[PROMPT] Of all the lines in the records below, copy only those that contain the string "into".

INPUT DATA section start

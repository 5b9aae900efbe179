use std::sync::Arc;

use adapter::database::ConnectionPool;
use adapter::redis::RedisClient;
use adapter::repository::admin::AdminRepositoryImpl;
use adapter::repository::auth::AuthRepositoryImpl;
use adapter::repository::event::EventRepositoryImpl;
use adapter::repository::health::HealthCheckRepositoryImpl;
use adapter::repository::user::UserRepositoryImpl;
use kernel::repository::admin::AdminRepository;
use kernel::repository::auth::AuthRepository;
use kernel::repository::event::EventRepository;
use kernel::repository::health::HealthCheckRepository;
use kernel::repository::user::UserRepository;
use shared::config::AppConfig;

#[derive(Clone)]
pub struct AppRegistry {
    health_check_repository: Arc<dyn HealthCheckRepository>,
    auth_repository: Arc<dyn AuthRepository>,
    user_repository: Arc<dyn UserRepository>,
    event_repository: Arc<dyn EventRepository>,
    admin_repository: Arc<dyn AdminRepository>,
    auth_token_ttl: u64,
}

impl AppRegistry {
    pub fn new(pool: ConnectionPool, redis_client: Arc<RedisClient>, app_config: AppConfig) -> Self {
        let health_check_repository = Arc::new(HealthCheckRepositoryImpl::new(
            pool.clone(),
            redis_client.clone(),
        ));
        let auth_repository = Arc::new(AuthRepositoryImpl::new(
            pool.clone(),
            redis_client.clone(),
            app_config.auth.ttl,
        ));
        let user_repository = Arc::new(UserRepositoryImpl::new(pool.clone()));
        let event_repository = Arc::new(EventRepositoryImpl::new(pool.clone()));
        let admin_repository = Arc::new(AdminRepositoryImpl::new(pool.clone()));
        Self {
            health_check_repository,
            auth_repository,
            user_repository,
            event_repository,
            admin_repository,
            auth_token_ttl: app_config.auth.ttl,
        }
    }

    pub fn health_check_repository(&self) -> Arc<dyn HealthCheckRepository> {
        self.health_check_repository.clone()
    }

    pub fn auth_repository(&self) -> Arc<dyn AuthRepository> {
        self.auth_repository.clone()
    }

    pub fn user_repository(&self) -> Arc<dyn UserRepository> {
        self.user_repository.clone()
    }

    pub fn event_repository(&self) -> Arc<dyn EventRepository> {
        self.event_repository.clone()
    }

    pub fn admin_repository(&self) -> Arc<dyn AdminRepository> {
        self.admin_repository.clone()
    }

    // ログインクッキーの Max-Age に使う
    pub fn auth_token_ttl(&self) -> u64 {
        self.auth_token_ttl
    }
}
use adapter::{database::connect_database_with, redis::RedisClient};
use anyhow::{Context, Result};
use api::route::routes;
use registry::AppRegistry;
use shared::{
    config::AppConfig,
    env::{which, Environment},
};
use std::{
    net::{Ipv4Addr, SocketAddr},
    sync::Arc,
};
use tokio::net::TcpListener;
use tower_http::{
    trace::{DefaultMakeSpan, DefaultOnRequest, DefaultOnResponse, TraceLayer},
    LatencyUnit,
};
use tracing::Level;
use tracing_subscriber::{layer::SubscriberExt, util::SubscriberInitExt, EnvFilter};

#[tokio::main]
async fn main() -> Result<()> {
    init_logger()?;
    bootstrap().await
}

fn init_logger() -> Result<()> {
    let log_level = match which() {
        Environment::Development => "debug",
        Environment::Production => "info",
    };

    let env_filter = EnvFilter::try_from_default_env().unwrap_or_else(|_| log_level.into());

    let subscriber = tracing_subscriber::fmt::layer()
        .with_file(true)
        .with_line_number(true)
        .with_target(false);

    tracing_subscriber::registry()
        .with(subscriber)
        .with(env_filter)
        .try_init()?;

    Ok(())
}

async fn bootstrap() -> Result<()> {
    let app_config = AppConfig::new()?;
    let pool = connect_database_with(&app_config.database);
    let kv = Arc::new(RedisClient::new(&app_config.redis)?);

    let registry = AppRegistry::new(pool, kv, app_config);

    let app = routes()
        .layer(
            TraceLayer::new_for_http()
                .make_span_with(DefaultMakeSpan::new().level(Level::INFO))
                .on_request(DefaultOnRequest::new().level(Level::INFO))
                .on_response(
                    DefaultOnResponse::new()
                        .level(Level::INFO)
                        .latency_unit(LatencyUnit::Millis),
                ),
        )
        .with_state(registry);

    let addr = SocketAddr::new(Ipv4Addr::LOCALHOST.into(), 8080);
    let listener = TcpListener::bind(addr).await?;
    tracing::info!("Listening on {}", addr);
    axum::serve(listener, app)
        .await
        .context("Unexpected error happened in server")
        .inspect_err(|e| {
            tracing::error!(
                error.cause_chain = ?e,error.message = %e, "Unexpected error"
            )
        })
}
use async_trait::async_trait;

#[async_trait]
pub trait HealthCheckRepository: Send + Sync {
    async fn check_db(&self) -> bool;
    async fn check_kv(&self) -> bool;
}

INPUT DATA section end

[RESPONSE TO THE EXERCISE]
    let env_filter = EnvFilter::try_from_default_env().unwrap_or_else(|_| log_level.into());
    let addr = SocketAddr::new(Ipv4Addr::LOCALHOST.into(), 8080);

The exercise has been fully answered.